Carter arranges the boxes in two stacks, separated by a single box just high enough to support the rifle's biped. His line of sight, through an open rear window, is of the far side of the street to a distance of approximately 300 meters.
Carter is wearing a navy-blue jacket over a black turtle-neck sweater and thin black gloves. He completes this outfit by donning a nylon ski mask, also black. Finally, he peers through the rifle's Unerti 10X scope. The front door of Sweet's Bar and Grill jumps into view, disappears as an oncoming truck goes by, appears again just as suddenly.
Traffic, a hazard for which Carter, who's conducted several practice runs, is prepared. He can see oncoming vehicles, at least until he sights down on a target, but not vehicles coming from behind him. These he has to hear.
Carter likes a challenge, likes overcoming obstacles, and he's reached the point when he can differentiate between busses and large trucks, SUVs and sedans by the hum of their tires on the asphalt and the pitch of their engines. More importantly, he's learned to gauge the speed of these vehicles well enough to estimate the number of seconds before they intersect his line of sight. Except, of course, when a train passes overhead.
While he waits for a target to appear, Carter tracks the vehicles on both sides of the road.
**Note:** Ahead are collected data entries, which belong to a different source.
//! Wallet routes (team-facing, read-only)

use axum::{
    extract::{Extension, Query, State},
    Json,
};
use teamwallet_billing::{LedgerEntry, LedgerFilter, Wallet, WalletBalance};
use teamwallet_shared::PaginatedResponse;

use crate::{auth::TeamContext, error::ApiResult, state::AppState};

/// Team wallet, created on first access
pub async fn get_wallet(
    State(state): State<AppState>,
    Extension(team): Extension<TeamContext>,
) -> ApiResult<Json<Wallet>> {
    let wallet = state.billing.wallets.get_wallet(team.team_id.as_uuid()).await?;
    Ok(Json(wallet))
}

pub async fn get_balance(
    State(state): State<AppState>,
    Extension(team): Extension<TeamContext>,
) -> ApiResult<Json<WalletBalance>> {
    let balance = state.billing.wallets.get_balance(team.team_id.as_uuid()).await?;
    Ok(Json(balance))
}

/// Ledger entries, newest first
pub async fn list_transactions(
    State(state): State<AppState>,
    Extension(team): Extension<TeamContext>,
    Query(filter): Query<LedgerFilter>,
) -> ApiResult<Json<PaginatedResponse<LedgerEntry>>> {
    let entries = state
        .billing
        .ledger
        .list_transactions(team.team_id.as_uuid(), filter)
        .await?;
    Ok(Json(entries))
}
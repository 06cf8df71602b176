//! Authentication middleware

use axum::{
    extract::{Request, State},
    http::header::AUTHORIZATION,
    middleware::Next,
    response::{IntoResponse, Response},
};
use subtle::ConstantTimeEq;
use teamwallet_shared::TeamId;

use crate::{error::ApiError, state::AppState};

/// Header carrying the authenticated team
pub const TEAM_ID_HEADER: &str = "x-team-id";

/// Team the request acts on, inserted as a request extension
#[derive(Debug, Clone, Copy)]
pub struct TeamContext {
    pub team_id: TeamId,
}

fn extract_team_id(request: &Request) -> Option<TeamId> {
    request
        .headers()
        .get(TEAM_ID_HEADER)
        .and_then(|h| h.to_str().ok())
        .and_then(|s| s.parse().ok())
}

fn extract_bearer_token(request: &Request) -> Option<&str> {
    request
        .headers()
        .get(AUTHORIZATION)
        .and_then(|h| h.to_str().ok())
        .and_then(|h| h.strip_prefix("Bearer "))
}

/// Middleware that requires a well-formed `X-Team-Id` header
pub async fn require_team(mut request: Request, next: Next) -> Response {
    match extract_team_id(&request) {
        Some(team_id) => {
            tracing::debug!(team_id = %team_id, path = %request.uri().path(), "require_team: team resolved");
            request.extensions_mut().insert(TeamContext { team_id });
            next.run(request).await
        }
        None => {
            tracing::warn!(path = %request.uri().path(), "require_team: missing or malformed team header");
            ApiError::Unauthorized.into_response()
        }
    }
}

/// Middleware that requires the operator bearer token
pub async fn require_admin(State(state): State<AppState>, request: Request, next: Next) -> Response {
    let authorized = extract_bearer_token(&request)
        .map(|token| {
            bool::from(
                token
                    .as_bytes()
                    .ct_eq(state.config.admin_api_token.as_bytes()),
            )
        })
        .unwrap_or(false);

    if !authorized {
        tracing::warn!(path = %request.uri().path(), "require_admin: invalid or missing admin token");
        return ApiError::Unauthorized.into_response();
    }

    next.run(request).await
}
Patience is another aspect of the sniper's art, like stealth. You acquire a position first, then you make yourself invisible until a target presents itself. Your goal is to maintain focus, no matter how long it takes. But Carter's mind soon begins to drift.
More slippage.
Eventually, Carter's thoughts settle on Montgomery Thorpe, who claimed, when he and Carter first met, to be an Australian educated at Sandhurst, Britain's Royal Military Academy. Carter was initially skeptical, as well he should have been. The mercenary scene was chock full of braggarts and blowhards. But then one night, as they ripped through the countryside in an armored Humvee, Thorpe delivered an extremely detailed monologue on Roman military tactics and how they were eventually overcome by far more primitive societies.
âThroughout history,' he concluded, âevery advance in weaponry, tactics and strategy has resulted in the formation of a successful counter. The trick is to be nimble.' As the months went by, Thorpe occasionally added to this bottom line by analyzing the collapse of other great militaries, the Ottomans in the near east, Napoleon in Europe, the Ashanti in Africa.
They were in Iraq, Carter and Thorpe, when these lectures took place, working for Coldstream Military Operations. Their little mercenary band had devolved into a virtual hit squad by then. Worse still, they no longer knew who they worked for. A Russian oligarch, as one rumor had it? Or a Saudi oil prince? Or the CIA? Or what was left of the KGB? Or the Chinese? All Carter knew was that the money was good, twice what Halliburton's people got. All Carter knew was that when he finally went home, he wouldn't be sporting empty pockets.